I grumbled, passing by her position at the bar and throwing myself face-first onto the couch. “I don’t know if I’ll ever be dating material, Layla. I’m a mess.”
She followed, plopping down on top of my ass. Both dogs jumped up from their positions on the floor, excited for a cuddle party, but luckily for my face, she waved them down. I couldn’t help but chuckle at the way they both seemed to huff in disappointment.
She smacked my thigh, “Yeah, you are a mess. A hot fucking mess, to be exact. But that doesn’t mean you’re not worth it, nor does it mean you shouldn’t try. You’ve been single for years, Mads. It’s time to take a chance.”
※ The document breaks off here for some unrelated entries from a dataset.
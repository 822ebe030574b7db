//! Principal identity model.
//!
//! # Responsibility
//! - Define the opaque identity used as key for registry, ledger and
//!   executive state.
//! - Parse and render the canonical `ADDRESS[.contract-name]` form.
//!
//! # Invariants
//! - A `Principal` is immutable once constructed.
//! - Equality is structural over address and optional contract name.
//! - `Display` output always parses back to an equal `Principal`.

use once_cell::sync::Lazy;
use regex::Regex;
use serde::{Deserialize, Deserializer, Serialize, Serializer};
use std::error::Error;
use std::fmt::{Display, Formatter};
use std::str::FromStr;

/// Maximum accepted contract name length.
pub const MAX_CONTRACT_NAME_CHARS: usize = 40;

static ADDRESS_PATTERN: Lazy<Regex> =
    Lazy::new(|| Regex::new(r"^[0-9A-Z]{1,64}$").expect("address pattern must compile"));
static CONTRACT_NAME_PATTERN: Lazy<Regex> = Lazy::new(|| {
    Regex::new(r"^[a-zA-Z][a-zA-Z0-9_-]*$").expect("contract name pattern must compile")
});

/// Globally unique callable identity.
///
/// Standard principals carry only an address; contract principals add a
/// contract name deployed under that address.
#[derive(Debug, Clone, PartialEq, Eq, PartialOrd, Ord, Hash)]
pub struct Principal {
    address: String,
    name: Option<String>,
}

impl Principal {
    /// Creates a standard (address-only) principal.
    pub fn standard(address: &str) -> Result<Self, PrincipalParseError> {
        validate_address(address)?;
        Ok(Self {
            address: address.to_string(),
            name: None,
        })
    }

    /// Creates a contract principal under `address`.
    pub fn contract(address: &str, name: &str) -> Result<Self, PrincipalParseError> {
        validate_address(address)?;
        validate_contract_name(name)?;
        Ok(Self {
            address: address.to_string(),
            name: Some(name.to_string()),
        })
    }

    pub fn address(&self) -> &str {
        &self.address
    }

    pub fn contract_name(&self) -> Option<&str> {
        self.name.as_deref()
    }

    pub fn is_contract(&self) -> bool {
        self.name.is_some()
    }
}

impl Display for Principal {
    fn fmt(&self, f: &mut Formatter<'_>) -> std::fmt::Result {
        match &self.name {
            Some(name) => write!(f, "{}.{}", self.address, name),
            None => write!(f, "{}", self.address),
        }
    }
}

impl FromStr for Principal {
    type Err = PrincipalParseError;

    fn from_str(value: &str) -> Result<Self, Self::Err> {
        let trimmed = value.trim();
        if trimmed.is_empty() {
            return Err(PrincipalParseError::Empty);
        }
        match trimmed.split_once('.') {
            Some((address, name)) => Self::contract(address, name),
            None => Self::standard(trimmed),
        }
    }
}

impl Serialize for Principal {
    fn serialize<S: Serializer>(&self, serializer: S) -> Result<S::Ok, S::Error> {
        serializer.collect_str(self)
    }
}

impl<'de> Deserialize<'de> for Principal {
    fn deserialize<D: Deserializer<'de>>(deserializer: D) -> Result<Self, D::Error> {
        let raw = String::deserialize(deserializer)?;
        raw.parse().map_err(serde::de::Error::custom)
    }
}

fn validate_address(address: &str) -> Result<(), PrincipalParseError> {
    if address.is_empty() {
        return Err(PrincipalParseError::Empty);
    }
    if !ADDRESS_PATTERN.is_match(address) {
        return Err(PrincipalParseError::InvalidAddress(address.to_string()));
    }
    Ok(())
}

fn validate_contract_name(name: &str) -> Result<(), PrincipalParseError> {
    if name.chars().count() > MAX_CONTRACT_NAME_CHARS {
        return Err(PrincipalParseError::ContractNameTooLong(name.to_string()));
    }
    if !CONTRACT_NAME_PATTERN.is_match(name) {
        return Err(PrincipalParseError::InvalidContractName(name.to_string()));
    }
    Ok(())
}

/// Principal parse/validation errors.
#[derive(Debug, Clone, PartialEq, Eq)]
pub enum PrincipalParseError {
    Empty,
    InvalidAddress(String),
    InvalidContractName(String),
    ContractNameTooLong(String),
}

impl Display for PrincipalParseError {
    fn fmt(&self, f: &mut Formatter<'_>) -> std::fmt::Result {
        match self {
            Self::Empty => write!(f, "principal must not be empty"),
            Self::InvalidAddress(value) => write!(f, "principal address is invalid: {value}"),
            Self::InvalidContractName(value) => {
                write!(f, "principal contract name is invalid: {value}")
            }
            Self::ContractNameTooLong(value) => write!(
                f,
                "principal contract name exceeds {MAX_CONTRACT_NAME_CHARS} chars: {value}"
            ),
        }
    }
}

impl Error for PrincipalParseError {}

#[cfg(test)]
mod tests {
    use super::{Principal, PrincipalParseError};

    #[test]
    fn parses_standard_and_contract_principals() {
        let standard: Principal = "ST1DEPLOYER".parse().expect("standard parse");
        assert_eq!(standard.address(), "ST1DEPLOYER");
        assert!(!standard.is_contract());

        let contract: Principal = "ST1DEPLOYER.executor-dao".parse().expect("contract parse");
        assert_eq!(contract.address(), "ST1DEPLOYER");
        assert_eq!(contract.contract_name(), Some("executor-dao"));
    }

    #[test]
    fn display_matches_parsed_input() {
        let contract = Principal::contract("ST1DEPLOYER", "edp000-bootstrap").unwrap();
        assert_eq!(contract.to_string(), "ST1DEPLOYER.edp000-bootstrap");
        let reparsed: Principal = contract.to_string().parse().unwrap();
        assert_eq!(reparsed, contract);
    }

    #[test]
    fn rejects_empty_and_malformed_values() {
        assert_eq!(
            "  ".parse::<Principal>().unwrap_err(),
            PrincipalParseError::Empty
        );
        assert!(matches!(
            "st1lower".parse::<Principal>().unwrap_err(),
            PrincipalParseError::InvalidAddress(_)
        ));
        assert!(matches!(
            "ST1DEPLOYER.9starts-with-digit".parse::<Principal>().unwrap_err(),
            PrincipalParseError::InvalidContractName(_)
        ));
        assert!(matches!(
            "ST1DEPLOYER.a.b".parse::<Principal>().unwrap_err(),
            PrincipalParseError::InvalidContractName(_)
        ));
    }

    #[test]
    fn rejects_overlong_contract_name() {
        let name = "a".repeat(41);
        let err = Principal::contract("ST1DEPLOYER", &name).unwrap_err();
        assert!(matches!(err, PrincipalParseError::ContractNameTooLong(_)));
    }

    #[test]
    fn serializes_as_plain_string() {
        let contract = Principal::contract("ST1DEPLOYER", "executor-dao").unwrap();
        let json = serde_json::to_string(&contract).unwrap();
        assert_eq!(json, "\"ST1DEPLOYER.executor-dao\"");
        let decoded: Principal = serde_json::from_str(&json).unwrap();
        assert_eq!(decoded, contract);
    }
}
“I don’t just have me to think about. You said it yourself, Jamie loves him. I can’t do that to him. I can’t tease him with the idea of finally having two parental figures in his life only to rip it away if things don’t work out.”
“Just test the waters then.”
I sent a glare her way even though she couldn’t see my face from her perch on top of me. “I can’t sleep with him. We’re neighbors. If we ended up having no chemistry, and he decided he wanted to hit-it-and-quit-it, he wouldn’t be able to. He’d be stuck seeing my face all the time. Hitting-it without the quitting-it part.”
“So, you’re saying there was no chemistry when he kissed you?”
Even smooshed to the couch, a full-grown woman using me as a cushion, I flushed to my toes, replaying Garrett’s kiss for the one millionth time that morning. There’d been more than chemistry, a lot more. I just hadn’t decided what to do about it yet.
Garrett wanted me right now, but would the excitement of being with me fade after he finally fucked me? He claimed to be willing to wait until I was emotionally ready, but how long would he actually be willing to wait before losing interest? Chemistry didn’t automatically equal long-term feelings.